# Records to process:
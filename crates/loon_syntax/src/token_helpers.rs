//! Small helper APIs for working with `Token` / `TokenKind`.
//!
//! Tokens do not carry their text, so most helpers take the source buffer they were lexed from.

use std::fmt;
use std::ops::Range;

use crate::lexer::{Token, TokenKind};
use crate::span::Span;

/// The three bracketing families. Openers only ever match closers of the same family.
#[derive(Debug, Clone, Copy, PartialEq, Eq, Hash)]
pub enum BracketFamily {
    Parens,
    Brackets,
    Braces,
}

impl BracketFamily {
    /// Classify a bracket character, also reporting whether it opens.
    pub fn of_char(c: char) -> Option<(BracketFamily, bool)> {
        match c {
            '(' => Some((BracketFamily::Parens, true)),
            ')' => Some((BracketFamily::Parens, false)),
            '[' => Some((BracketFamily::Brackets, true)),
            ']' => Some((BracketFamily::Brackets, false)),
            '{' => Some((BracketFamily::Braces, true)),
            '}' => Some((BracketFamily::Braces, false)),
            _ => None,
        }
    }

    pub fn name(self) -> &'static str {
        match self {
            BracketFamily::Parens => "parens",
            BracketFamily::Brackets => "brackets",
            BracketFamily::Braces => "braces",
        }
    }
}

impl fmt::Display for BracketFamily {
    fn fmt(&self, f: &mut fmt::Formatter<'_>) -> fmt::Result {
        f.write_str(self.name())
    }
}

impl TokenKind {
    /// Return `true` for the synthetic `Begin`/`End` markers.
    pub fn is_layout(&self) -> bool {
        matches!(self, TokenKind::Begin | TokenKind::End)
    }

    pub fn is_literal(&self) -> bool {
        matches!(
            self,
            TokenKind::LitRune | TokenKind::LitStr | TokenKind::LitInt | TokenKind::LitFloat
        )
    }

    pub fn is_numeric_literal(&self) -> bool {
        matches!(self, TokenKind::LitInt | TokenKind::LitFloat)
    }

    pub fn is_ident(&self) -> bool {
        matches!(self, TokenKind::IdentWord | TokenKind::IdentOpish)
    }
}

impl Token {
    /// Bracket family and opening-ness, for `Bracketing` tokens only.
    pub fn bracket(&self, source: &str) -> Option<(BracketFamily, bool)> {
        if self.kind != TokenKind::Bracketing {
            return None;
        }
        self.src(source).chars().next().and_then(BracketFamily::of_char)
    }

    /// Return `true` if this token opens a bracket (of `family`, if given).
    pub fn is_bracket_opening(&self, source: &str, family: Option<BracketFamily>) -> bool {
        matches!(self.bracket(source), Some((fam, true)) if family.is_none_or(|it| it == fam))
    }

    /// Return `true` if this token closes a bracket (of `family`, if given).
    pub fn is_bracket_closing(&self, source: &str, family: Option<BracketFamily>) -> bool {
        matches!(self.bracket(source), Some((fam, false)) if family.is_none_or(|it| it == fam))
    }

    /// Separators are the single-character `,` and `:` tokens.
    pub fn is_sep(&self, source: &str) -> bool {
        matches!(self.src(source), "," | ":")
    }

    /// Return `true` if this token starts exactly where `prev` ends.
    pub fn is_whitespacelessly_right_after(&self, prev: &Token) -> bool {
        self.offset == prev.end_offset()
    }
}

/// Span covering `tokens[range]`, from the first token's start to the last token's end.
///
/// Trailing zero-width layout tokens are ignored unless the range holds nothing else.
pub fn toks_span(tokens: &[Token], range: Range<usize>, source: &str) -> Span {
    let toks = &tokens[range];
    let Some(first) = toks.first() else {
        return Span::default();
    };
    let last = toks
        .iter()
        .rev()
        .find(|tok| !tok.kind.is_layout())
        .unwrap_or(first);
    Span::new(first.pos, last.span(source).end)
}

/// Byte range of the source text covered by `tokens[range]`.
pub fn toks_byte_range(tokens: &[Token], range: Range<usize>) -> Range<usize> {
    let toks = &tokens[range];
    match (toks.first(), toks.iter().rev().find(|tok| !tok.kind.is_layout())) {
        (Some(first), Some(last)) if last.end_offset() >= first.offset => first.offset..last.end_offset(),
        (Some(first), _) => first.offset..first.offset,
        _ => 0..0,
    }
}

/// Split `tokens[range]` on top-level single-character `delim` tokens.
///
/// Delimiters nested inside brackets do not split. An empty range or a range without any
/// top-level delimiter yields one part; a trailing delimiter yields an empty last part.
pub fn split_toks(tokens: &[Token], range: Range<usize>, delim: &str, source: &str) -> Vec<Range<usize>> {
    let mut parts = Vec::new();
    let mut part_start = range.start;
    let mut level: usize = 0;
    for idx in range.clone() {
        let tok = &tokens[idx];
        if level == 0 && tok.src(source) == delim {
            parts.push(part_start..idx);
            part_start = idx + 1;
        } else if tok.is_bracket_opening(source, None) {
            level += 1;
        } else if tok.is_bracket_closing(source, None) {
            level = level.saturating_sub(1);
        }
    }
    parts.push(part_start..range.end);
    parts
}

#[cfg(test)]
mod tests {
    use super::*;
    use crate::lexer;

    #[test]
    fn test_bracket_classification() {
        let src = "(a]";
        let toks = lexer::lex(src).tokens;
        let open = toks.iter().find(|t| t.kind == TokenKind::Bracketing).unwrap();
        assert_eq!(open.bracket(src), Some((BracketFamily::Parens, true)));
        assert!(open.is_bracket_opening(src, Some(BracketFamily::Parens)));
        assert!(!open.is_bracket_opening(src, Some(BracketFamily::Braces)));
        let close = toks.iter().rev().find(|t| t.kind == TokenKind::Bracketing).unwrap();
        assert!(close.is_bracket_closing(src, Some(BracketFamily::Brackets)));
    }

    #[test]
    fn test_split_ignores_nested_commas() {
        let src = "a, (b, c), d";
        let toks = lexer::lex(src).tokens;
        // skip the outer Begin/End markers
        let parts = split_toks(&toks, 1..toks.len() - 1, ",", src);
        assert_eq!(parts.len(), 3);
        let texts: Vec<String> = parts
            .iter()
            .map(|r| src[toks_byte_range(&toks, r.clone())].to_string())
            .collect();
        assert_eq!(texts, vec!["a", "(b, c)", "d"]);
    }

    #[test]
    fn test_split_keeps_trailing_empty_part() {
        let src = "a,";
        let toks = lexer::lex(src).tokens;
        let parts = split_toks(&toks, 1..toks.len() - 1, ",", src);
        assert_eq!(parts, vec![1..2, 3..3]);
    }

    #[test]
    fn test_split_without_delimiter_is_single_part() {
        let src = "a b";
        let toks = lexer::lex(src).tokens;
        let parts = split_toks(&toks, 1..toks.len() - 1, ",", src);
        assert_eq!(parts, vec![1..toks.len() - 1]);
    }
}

---

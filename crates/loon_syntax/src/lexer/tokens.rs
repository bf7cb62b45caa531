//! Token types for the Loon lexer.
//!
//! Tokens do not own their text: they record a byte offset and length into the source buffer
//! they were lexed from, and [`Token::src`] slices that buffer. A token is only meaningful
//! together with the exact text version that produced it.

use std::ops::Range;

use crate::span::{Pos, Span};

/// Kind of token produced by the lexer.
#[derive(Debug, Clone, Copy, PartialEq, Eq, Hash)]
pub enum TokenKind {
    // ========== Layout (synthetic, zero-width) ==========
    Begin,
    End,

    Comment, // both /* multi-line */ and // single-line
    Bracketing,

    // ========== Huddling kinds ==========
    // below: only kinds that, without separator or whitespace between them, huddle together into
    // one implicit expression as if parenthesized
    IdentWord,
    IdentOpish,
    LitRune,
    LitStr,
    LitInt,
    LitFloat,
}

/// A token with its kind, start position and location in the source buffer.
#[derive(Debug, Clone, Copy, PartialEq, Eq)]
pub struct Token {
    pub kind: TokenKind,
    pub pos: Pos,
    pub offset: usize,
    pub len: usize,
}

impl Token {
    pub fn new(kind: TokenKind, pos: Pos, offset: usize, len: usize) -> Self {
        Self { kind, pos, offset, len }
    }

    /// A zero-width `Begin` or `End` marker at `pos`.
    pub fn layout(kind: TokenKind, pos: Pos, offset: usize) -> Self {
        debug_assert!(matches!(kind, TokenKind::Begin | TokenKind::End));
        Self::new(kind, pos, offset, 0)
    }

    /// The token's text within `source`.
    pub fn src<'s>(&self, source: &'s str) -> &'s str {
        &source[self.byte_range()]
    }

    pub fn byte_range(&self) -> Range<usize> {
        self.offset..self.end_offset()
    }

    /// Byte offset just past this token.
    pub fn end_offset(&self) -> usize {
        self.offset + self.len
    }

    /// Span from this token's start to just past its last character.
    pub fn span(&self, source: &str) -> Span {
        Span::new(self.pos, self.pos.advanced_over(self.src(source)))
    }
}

...

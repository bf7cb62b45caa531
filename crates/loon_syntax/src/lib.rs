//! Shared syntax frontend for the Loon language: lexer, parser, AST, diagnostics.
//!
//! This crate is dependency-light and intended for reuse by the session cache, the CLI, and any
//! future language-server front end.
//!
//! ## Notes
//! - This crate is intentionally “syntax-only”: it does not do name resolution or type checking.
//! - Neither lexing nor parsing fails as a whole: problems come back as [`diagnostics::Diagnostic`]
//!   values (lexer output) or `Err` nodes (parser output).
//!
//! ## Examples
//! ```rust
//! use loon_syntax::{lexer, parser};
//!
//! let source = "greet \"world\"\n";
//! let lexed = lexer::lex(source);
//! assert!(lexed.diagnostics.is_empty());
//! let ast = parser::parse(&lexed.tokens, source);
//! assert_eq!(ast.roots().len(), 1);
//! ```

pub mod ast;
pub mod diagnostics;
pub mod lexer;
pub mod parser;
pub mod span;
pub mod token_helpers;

# Work to be completed:
Which of the lines above hold the word "character"? Copy each one.

# Written solution:
    /// Classify a bracket character, also reporting whether it opens.
    /// Separators are the single-character `,` and `:` tokens.
/// Split `tokens[range]` on top-level single-character `delim` tokens.
    /// Span from this token's start to just past its last character.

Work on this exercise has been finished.